Chapter One

Dear Constituents of Hartland, Wyoming:

A Hollywood studio has requested permission to shoot a movie here for three months. After making some inquiries, I’ve learned that the director attached to the film is rather infamous for making a lot of noise when things don’t go his way.

That said, the temperamental SOB is highly likely to feel offended and suspicious if we turn the studio’s request down.

In light of this, I propose we simply bite the bullet and see how things turn out. We’ve always known we’d have to deal with something like this sooner or later. We can use this as a learning exercise and make adjustments as we see fit.

Please contact my secretary if you would like to have her provide you suitable candidates to temporarily take over management of your respective establishments. Let others work in your stead whenever filming is scheduled in your area.

Your cooperation on this matter will be deeply appreciated.


Oliver Winterbourne II

Mayor of Hartland, Wyoming

The bookstore was a plain stone building with a well-aged look to it, and hanging on top of its porch was an equally plain white signage board. Painted on it was the shop’s name – HARTLAND BOOKS – in no-nonsense Times New Roman. The overall effect could’ve been excessively stark, but having colorful book spines pressed against its cut-up windows gave its simplicity a rather whimsical charm of its own.

All in all, Frankie could see why her bookish friend was so enamored with her weeks-old workplace, but…

“Oh my God, Blake. Will you please stop that?” Frankie complained in a groan.

“Stop what?” Blake pocketed her keys as she pushed the store door open and stepped aside to let her friend in.

“That.” Frankie made a vague, irritable gesture towards her friend’s face. Blake’s eyes were shining too brightly, and the idiotic grin hadn’t left her friend’s face ever since Frankie had accidentally let it slip about Thornton Blackwood being single for years.

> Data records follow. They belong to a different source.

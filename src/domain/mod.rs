//! Domain layer: feed snapshots and their identifiers.
//!
//! Snapshots are immutable once fetched. The poller keeps at most one
//! "last accepted" value of each kind and replaces it wholesale when a
//! newer fetch differs.

pub mod competition_id;
pub mod fetched;
pub mod odds;
pub mod snapshot;

pub use competition_id::CompetitionId;
pub use fetched::Fetched;
pub use odds::MatchOdds;
pub use snapshot::{Channel, Match, MatchesSnapshot, SnapshotKind, TimingsSnapshot};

“I really don’t get what you see in him,” Frankie grumbled. So, sure, Thornton and his twin Aidan were dead ringers for Keanu Reeves, but with the former it was having a more distinct likeness to John Wick.

He was just had this terrifying way of looking at a person, Frankie thought uncomfortably, like being dropped dead in the middle of a sniper rifle’s crosshairs.

Inside the shop were bookshelves standing a dozen feet tall and reaching all the way to the ceiling. Ladders on rollers were on every side, and in one corner was a reading area with mismatched chairs paired with wooden tables edged in black steel.

After placing her tote bag under the counter, Blake joined her friend at the table, where Frankie already had their homemade salad bowls out of her eco-bag and was already pouring coffee from a flask.

“Mmm.” Blake took an appreciative whiff of the salad, which was Frankie’s specialty. “I smell truffle.”

“All thanks to you,” Frankie answered.

“Me?” The answer bewildered Blake, and the ambivalent look on her friend’s face was an even greater puzzle.

“I got my recruitment bonus last Friday.” It had been twice the usual amount, too, and rightly so, considering how their local John Wick had rejected over twenty job candidates in just one week.

No. Next. She won’t do. He had Frankie climbing walls in frustration, with the way he wouldn’t even deign to explain what his darn criteria was. By the time Thornton threw Candidate #31’s resume into the rubbish bin, she had been ready to quit and was about to tell Mayor Winterbourne to find someone else for the job when her phone started to ring.

It had been Blake, whose mood at that time had erratically swung from tearful to panicky as she relayed her dilemma to Frankie in a choppy jumble of words. Apparently, Blake’s grandmother had suffered a mild stroke, and it had left Amanda partially paralyzed. The quickest and surest way for Amanda to regain full control of her limbs was to undergo therapy at a nursing home and enjoy round-the-clock medical supervision.

This, however, would cost a lot of money, and the only way they could afford it was to sell Amanda’s home. But her grandmother refused to even consider the idea, worried as she was about what would happen to Blake.

‘Do you know of any job that comes with lodging, Frankie? The job I have doesn’t pay much, and I’m hoping instead of paying rent I could use the extra money for Granny’s needs.’

And that when Frankie had her lightbulb moment. After promising Blake to call her back with hopefully good news, she had walked back into her office and heard herself say, ‘I have one last candidate for you to meet. Blake’s someone I can personally recommend—‘

‘He’s hired. Have him come up to my shop tonight.’

Frankie had almost wept in relief at that. If she had gone right ahead and quit as planned, Thornton would have been her first failure – the one and only time that she would’ve failed completing a task that Mayor Winterbourne had given her.